Ein weiterer Anwendungsbereich für QAV ist die Wasseraufbereitung, wo sie als stark basische Ionenaustauscher für die Erzeugung von demineralisiertem Wasser eingesetzt werden. Der Typ I dieser Anionenaustauscher ist eine Trimethyl-benzylammonium-Verbindung. Dieser Typ I ist thermisch stabiler als die Austauscher des Typs II, bei denen mindestens eine der 3 Methylgruppen ( -N+(CH3)3 ) des quartären Amins durch eine Äthanolgruppe ( -CH2·CH2·OH ) ersetzt ist.[5]

Biologische Bedeutung

QAV reichern sich in Zellmembranen lebender Organismen an und können so die Funktion der Zellmembran beeinträchtigen. Dank dieser Wirkung können insbesondere die kationischen Tenside auch als Desinfektionsmittel eingesetzt werden. Die mikrobizide Wirkung ist nur dann gegeben, wenn die am N-Atom gebundene Alkylgruppe eine Kettenlänge von 8 bis 18 C-Atomen aufweist. Viele quartäre Ammoniumverbindungen werden in Kläranlagen schlecht eliminiert und gelangen so in erheblichen Mengen in die Oberflächengewässer. Als Hauptquellen wurden Krankenhäuser und Wäschereien ausgemacht.[6] Aus diesem Grund werden in letzter Zeit vermehrt Esterquats eingesetzt, welche leichter abgebaut werden können.

Natürliches Vorkommen

Cholin kommt als Substanz oder chemisch gebunden in zahlreichen Organismen vor.

Acetylcholin, der Essigsäureester des Cholins, ist ein wichtiger Neurotransmitter.

Betain ist ein Oxidationsprodukt des Cholins und spielt eine Rolle in Transmethylierungsprozessen.

Der Fliegenpilz enthält L-(+)-Muscarin, einen giftigen Naturstoff, der zur Verbindungsklasse der quartären Ammoniumverbindungen zählt.

Die in Pflanzen der Gattung Chondrodendron vorkommende quartäre Ammoniumverbindung D-Tubocurarin ist Bestandteil des Curare-Pfeilgiftes.

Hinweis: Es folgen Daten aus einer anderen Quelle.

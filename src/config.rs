//! Configuration management for mediasync

use crate::error::{Error, Result};
use crate::source::SourceKind;
use serde::{Deserialize, Serialize};
use std::path::{Path, PathBuf};

/// Region used when the bucket config leaves it empty
pub const DEFAULT_REGION: &str = "us-east-1";

/// Default number of items transferred at once
pub const DEFAULT_JOBS: usize = 1;

/// Environment variable overriding the access key
pub const ACCESS_KEY_ENV: &str = "MEDIASYNC_ACCESS_KEY";

/// Environment variable overriding the secret key
pub const SECRET_KEY_ENV: &str = "MEDIASYNC_SECRET_KEY";

/// Bucket credentials and addressing
#[derive(Debug, Clone, Default, PartialEq, Serialize, Deserialize)]
#[serde(default)]
pub struct BucketConfig {
    /// Endpoint URL (`https://...` for S3-compatible, `file:///dir` for a local bucket)
    pub endpoint: String,

    /// Access key ID
    pub access_key: String,

    /// Secret access key
    pub secret_key: String,

    /// Bucket name
    pub bucket: String,

    /// Region, `us-east-1` when unset
    pub region: Option<String>,

    /// Use virtual-hosted-style addressing instead of path-style
    pub virtual_host_style: bool,
}

impl BucketConfig {
    /// Region to sign requests for
    pub fn effective_region(&self) -> &str {
        self.region
            .as_deref()
            .filter(|r| !r.is_empty())
            .unwrap_or(DEFAULT_REGION)
    }

    /// Fill credentials from the environment when set
    pub fn apply_env(&mut self) {
        if let Ok(key) = std::env::var(ACCESS_KEY_ENV) {
            self.access_key = key;
        }
        if let Ok(secret) = std::env::var(SECRET_KEY_ENV) {
            self.secret_key = secret;
        }
    }
}

/// Local content source selection
#[derive(Debug, Clone, PartialEq, Serialize, Deserialize)]
#[serde(default)]
pub struct SourceConfig {
    /// Which source variant enumerates the root
    pub kind: SourceKind,

    /// Root directory of the media library or document tree
    pub root: PathBuf,

    /// Collections to include (empty = all)
    pub collections: Vec<String>,
}

impl Default for SourceConfig {
    fn default() -> Self {
        Self {
            kind: SourceKind::Media,
            root: PathBuf::from("."),
            collections: Vec::new(),
        }
    }
}

/// Main configuration struct
#[derive(Debug, Clone, PartialEq, Serialize, Deserialize)]
#[serde(default)]
pub struct Config {
    /// Destination bucket
    pub bucket: BucketConfig,

    /// Local content source
    pub source: SourceConfig,

    /// Items transferred at once (1 = strictly sequential)
    pub jobs: usize,

    /// Compute and print the plan without transferring
    pub dry_run: bool,

    /// Show progress bars
    pub progress: bool,

    /// Times a failed run is recomputed and re-run from scratch
    pub max_retries: u32,

    /// Retry delay base in milliseconds
    pub retry_delay_ms: u64,
}

impl Default for Config {
    fn default() -> Self {
        Self {
            bucket: BucketConfig::default(),
            source: SourceConfig::default(),
            jobs: DEFAULT_JOBS,
            dry_run: false,
            progress: true,
            max_retries: 0,
            retry_delay_ms: 1000,
        }
    }
}

impl Config {
    /// Load configuration from the default config file
    pub fn load() -> Result<Self> {
        let config_path = Self::default_config_path()?;
        if config_path.exists() {
            Self::load_from(&config_path)
        } else {
            Ok(Self::default())
        }
    }

    /// Load configuration from a specific file
    pub fn load_from(path: &Path) -> Result<Self> {
        let contents = std::fs::read_to_string(path).map_err(|e| Error::io("reading config", e))?;
        let config: Self = toml::from_str(&contents)?;
        Ok(config)
    }

    /// Save configuration to the default config file
    pub fn save(&self) -> Result<()> {
        let config_path = Self::default_config_path()?;
        self.save_to(&config_path)
    }

    /// Save configuration to a specific file
    pub fn save_to(&self, path: &Path) -> Result<()> {
        if let Some(parent) = path.parent() {
            std::fs::create_dir_all(parent).map_err(|e| Error::io("creating config dir", e))?;
        }
        let contents = toml::to_string_pretty(self)
            .map_err(|e| Error::config(format!("serializing config: {}", e)))?;
        std::fs::write(path, contents).map_err(|e| Error::io("writing config", e))?;
        Ok(())
    }

    /// Get the default configuration file path
    pub fn default_config_path() -> Result<PathBuf> {
        dirs::config_dir()
            .map(|p| p.join("mediasync").join("config.toml"))
            .ok_or_else(|| Error::config("could not determine config directory"))
    }

    /// Get the effective number of jobs (0 is treated as 1)
    pub fn effective_jobs(&self) -> usize {
        self.jobs.max(1)
    }

    /// Check that the bucket section can address a bucket
    pub fn validate(&self) -> Result<()> {
        if self.bucket.endpoint.is_empty() {
            return Err(Error::config("bucket.endpoint is not set"));
        }
        if self.bucket.bucket.is_empty() {
            return Err(Error::config("bucket.bucket is not set"));
        }
        Ok(())
    }
}
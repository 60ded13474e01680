//! Document tree source: every regular file under a root

use super::{guess_content_type, item_from};
use crate::walk::walk_files;
use crate::error::Result;
use crate::types::ContentItem;
use std::path::PathBuf;

/// Document tree source
#[derive(Debug, Clone)]
pub struct DocumentTreeSource {
    root: PathBuf,
}

impl DocumentTreeSource {
    pub fn new(root: PathBuf) -> Self {
        Self { root }
    }

    /// List all files under the root
    pub async fn list(&self) -> Result<Vec<ContentItem>> {
        let files = walk_files(&self.root).await?;

        Ok(files
            .into_iter()
            .map(|file| {
                let mime = guess_content_type(&file.path);
                item_from(file, &mime)
            })
            .collect())
    }
}

#[cfg(test)]
mod tests {
    use super::*;
    use std::fs;
    use tempfile::TempDir;

    #[tokio::test]
    async fn test_lists_all_files() {
        let tmp = TempDir::new().unwrap();
        fs::create_dir_all(tmp.path().join("Documents/2024")).unwrap();
        fs::write(tmp.path().join("Documents/2024/report.pdf"), b"%PDF").unwrap();
        fs::write(tmp.path().join("Documents/raw.bin"), b"\x00\x01").unwrap();

        let source = DocumentTreeSource::new(tmp.path().to_path_buf());
        let mut items = source.list().await.unwrap();
        items.sort_by(|a, b| a.name.cmp(&b.name));

        assert_eq!(items.len(), 2);
        assert_eq!(items[0].name, "Documents/2024/report.pdf");
        assert_eq!(items[0].content_type, "application/pdf");
        assert_eq!(items[0].size, 4);
        assert_eq!(items[1].name, "Documents/raw.bin");
        assert_eq!(items[1].content_type, "application/octet-stream");
    }
}
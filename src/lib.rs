//! mediasync - Media Library Backup to S3-Compatible Storage
//!
//! This library lists a local media library or document tree, diffs it
//! against a bucket listing by name and size, and uploads what is missing
//! while reporting progress as a lazy stream of snapshots.

pub mod cli;
pub mod config;
pub mod error;
pub mod progress;
pub mod retry;
pub mod source;
pub mod storage;
pub mod sync;
pub mod types;
mod walk;

pub use config::Config;
pub use error::{Error, Result};
pub use source::{ContentSource, SourceKind};
pub use storage::ObjectStore;
pub use sync::{BackupEngine, Diff, RestorePlan, SyncExecutor};
pub use types::*;
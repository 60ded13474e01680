//! Local directory bucket backend
//!
//! Each bucket is a subdirectory of `base`; object names map to relative
//! paths inside it. Uploads go to a hidden `.partial` sibling and are renamed
//! into place once the announced size has been written.

use crate::error::{Error, Result};
use crate::storage::ByteStream;
use crate::types::RemoteObject;
use crate::walk::{relative_path, walk_files};
use futures::StreamExt;
use std::path::{Path, PathBuf};
use tokio::fs;
use tokio::io::AsyncWriteExt;
use tokio_util::io::ReaderStream;

/// Local directory bucket backend
#[derive(Clone, Debug)]
pub struct LocalStore {
    /// Directory holding one subdirectory per bucket
    base: PathBuf,
    /// Bucket name
    bucket: String,
}

impl LocalStore {
    pub fn new(base: PathBuf, bucket: String) -> Self {
        Self { base, bucket }
    }

    pub fn bucket(&self) -> &str {
        &self.bucket
    }

    /// Directory backing the bucket
    pub fn root(&self) -> PathBuf {
        self.base.join(&self.bucket)
    }

    fn resolve(&self, name: &str) -> Result<PathBuf> {
        Ok(self.root().join(relative_path(name)?))
    }

    /// List every object in the bucket
    pub async fn list(&self) -> Result<Vec<RemoteObject>> {
        let root = self.root();
        if !fs::try_exists(&root).await.unwrap_or(false) {
            return Err(Error::store(format!(
                "bucket '{}' does not exist at {}",
                self.bucket,
                self.base.display()
            )));
        }

        let files = walk_files(&root).await?;
        Ok(files
            .into_iter()
            .map(|f| RemoteObject::new(f.name, f.size))
            .collect())
    }

    /// Get object metadata
    pub async fn head(&self, name: &str) -> Result<Option<RemoteObject>> {
        let path = self.resolve(name)?;

        match fs::metadata(&path).await {
            Ok(metadata) if metadata.is_file() => Ok(Some(RemoteObject::new(name, metadata.len()))),
            Ok(_) => Ok(None),
            Err(e) if e.kind() == std::io::ErrorKind::NotFound => Ok(None),
            Err(e) => Err(Error::io("reading metadata", e)),
        }
    }

    /// Open an object as a stream of chunks
    pub async fn get(&self, name: &str) -> Result<ByteStream> {
        let path = self.resolve(name)?;

        let file = match fs::File::open(&path).await {
            Ok(f) => f,
            Err(e) if e.kind() == std::io::ErrorKind::NotFound => {
                return Err(Error::NotFound {
                    name: name.to_string(),
                })
            }
            Err(e) => return Err(Error::io("opening object", e)),
        };

        let stream = ReaderStream::new(file)
            .map(|chunk| chunk.map_err(|e| Error::io("reading object", e)));
        Ok(Box::pin(stream))
    }

    /// Write exactly `size` bytes from the stream, replacing any existing object
    pub async fn put(&self, name: &str, stream: ByteStream, size: u64) -> Result<u64> {
        let path = self.resolve(name)?;
        let written = write_file(&path, name, stream, size).await?;
        tracing::trace!(name = %name, size, "Stored object");
        Ok(written)
    }

    /// Delete an object
    pub async fn delete(&self, name: &str) -> Result<()> {
        let path = self.resolve(name)?;
        match fs::remove_file(&path).await {
            Ok(()) => Ok(()),
            Err(e) if e.kind() == std::io::ErrorKind::NotFound => Err(Error::NotFound {
                name: name.to_string(),
            }),
            Err(e) => Err(Error::io("removing object", e)),
        }
    }

    /// Create a bucket directory next to this one
    pub async fn create_bucket(&self, name: &str) -> Result<()> {
        let dir = self.base.join(relative_path(name)?);
        fs::create_dir_all(&dir)
            .await
            .map_err(|e| Error::io("creating bucket directory", e))
    }
}

/// Stream exactly `size` bytes into `path` via a hidden `.partial` sibling
///
/// The target is only replaced once the full size has been written; on any
/// failure the partial file is removed.
pub(crate) async fn write_file(
    path: &Path,
    name: &str,
    mut stream: ByteStream,
    size: u64,
) -> Result<u64> {
    if let Some(parent) = path.parent() {
        fs::create_dir_all(parent)
            .await
            .map_err(|e| Error::io("creating directories", e))?;
    }

    let partial = partial_path(path);
    let mut file = fs::File::create(&partial)
        .await
        .map_err(|e| Error::io("creating partial file", e))?;

    let mut written = 0u64;
    let result: Result<()> = async {
        while let Some(chunk) = stream.next().await {
            let chunk = chunk?;
            written += chunk.len() as u64;
            if written > size {
                break;
            }
            file.write_all(&chunk)
                .await
                .map_err(|e| Error::io("writing file", e))?;
        }
        if written != size {
            return Err(Error::SizeMismatch {
                name: name.to_string(),
                expected: size,
                actual: written,
            });
        }
        file.flush().await.map_err(|e| Error::io("flushing file", e))?;
        Ok(())
    }
    .await;
    drop(file);

    if let Err(e) = result {
        let _ = fs::remove_file(&partial).await;
        return Err(e);
    }

    fs::rename(&partial, path)
        .await
        .map_err(|e| Error::io("renaming partial file", e))?;

    Ok(written)
}

fn partial_path(path: &Path) -> PathBuf {
    let file_name = path
        .file_name()
        .map(|s| format!(".{}.partial", s.to_string_lossy()))
        .unwrap_or_else(|| ".partial".to_string());
    path.with_file_name(file_name)
}

#[cfg(test)]
mod tests {
    use super::*;
    use crate::storage::bytes_stream;
    use tempfile::TempDir;

    async fn store_with_bucket(tmp: &TempDir) -> LocalStore {
        let store = LocalStore::new(tmp.path().to_path_buf(), "bucket".to_string());
        store.create_bucket("bucket").await.unwrap();
        store
    }

    async fn read_all(mut stream: ByteStream) -> Vec<u8> {
        let mut out = Vec::new();
        while let Some(chunk) = stream.next().await {
            out.extend_from_slice(&chunk.unwrap());
        }
        out
    }

    #[tokio::test]
    async fn test_put_get_list() {
        let tmp = TempDir::new().unwrap();
        let store = store_with_bucket(&tmp).await;

        let written = store
            .put("DCIM/a.jpg", bytes_stream("hello world"), 11)
            .await
            .unwrap();
        assert_eq!(written, 11);

        let data = read_all(store.get("DCIM/a.jpg").await.unwrap()).await;
        assert_eq!(data, b"hello world");

        let objects = store.list().await.unwrap();
        assert_eq!(objects, vec![RemoteObject::new("DCIM/a.jpg", 11)]);
    }

    #[tokio::test]
    async fn test_put_overwrites() {
        let tmp = TempDir::new().unwrap();
        let store = store_with_bucket(&tmp).await;

        store.put("a.txt", bytes_stream("old"), 3).await.unwrap();
        store.put("a.txt", bytes_stream("newer"), 5).await.unwrap();

        let head = store.head("a.txt").await.unwrap().unwrap();
        assert_eq!(head.size, 5);
    }

    #[tokio::test]
    async fn test_put_size_mismatch_leaves_nothing() {
        let tmp = TempDir::new().unwrap();
        let store = store_with_bucket(&tmp).await;

        let err = store.put("a.txt", bytes_stream("short"), 10).await.unwrap_err();
        assert!(matches!(err, Error::SizeMismatch { expected: 10, actual: 5, .. }));

        let err = store.put("b.txt", bytes_stream("too long"), 3).await.unwrap_err();
        assert!(matches!(err, Error::SizeMismatch { expected: 3, .. }));

        assert!(store.list().await.unwrap().is_empty());
        assert!(store.head("a.txt").await.unwrap().is_none());
    }

    #[tokio::test]
    async fn test_get_missing() {
        let tmp = TempDir::new().unwrap();
        let store = store_with_bucket(&tmp).await;
        assert!(matches!(
            store.get("missing.jpg").await.err().unwrap(),
            Error::NotFound { .. }
        ));
        assert!(store.head("missing.jpg").await.unwrap().is_none());
    }

    #[tokio::test]
    async fn test_list_missing_bucket() {
        let tmp = TempDir::new().unwrap();
        let store = LocalStore::new(tmp.path().to_path_buf(), "absent".to_string());
        let err = store.list().await.unwrap_err();
        assert!(err.is_retryable());
    }

    #[tokio::test]
    async fn test_rejects_escaping_names() {
        let tmp = TempDir::new().unwrap();
        let store = store_with_bucket(&tmp).await;
        let err = store.put("../outside.txt", bytes_stream("x"), 1).await.unwrap_err();
        assert!(matches!(err, Error::InvalidUri { .. }));
    }
}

Die Alkaloide Sanguinarin, Chelerythrin (z. B. im Schöllkraut vorkommend) und Berberin (z. B. in der Berberitze) weisen aufgrund ihrer quartären Struktur eine kräftige rote bzw. gelbe Farbe auf.

Nomenklatur

Neben der offiziellen IUPAC-Nomenklatur werden für die Bezeichnung quartärer Ammoniumverbindungen, besonders mit langen Alkylketten, häufig die Trivialbezeichnungen der Alkylgruppen verwendet.

Einzelnachweise

  1. Römpp Online: Quartäre Ammoniumverbindungen.
  2. L.F.Fieser / M.Fieser; In: Lehrbuch der Organischen Chemie; Verlag Chemie, Weinheim/Bergstr.; 3. Auflage, 1957, S. 248.
  3. L.F.Fieser / M.Fieser; In: Lehrbuch der Organischen Chemie; Verlag Chemie, Weinheim/Bergstr.; 3. Auflage, 1957, S. 249.
  4. L.F.Fieser / M.Fieser; In: Lehrbuch der Organischen Chemie; Verlag Chemie, Weinheim/Bergstr.; 3. Auflage, 1957, S. 260.
  5. G.Kühne und F.Martinola; In: Ionenaustauscher - ihre Beständigkeit gegen chemische und physikalische Einwirkungen; VGB Kraftwerkstechnik, 57, Heft 3, März 1977, S. 176.
  6. Gans O. et al. (2005): Grundlagen zur Risikoabschätzung für quaternäre Ammoniumverbindungen. Umweltbundesamt, Wien.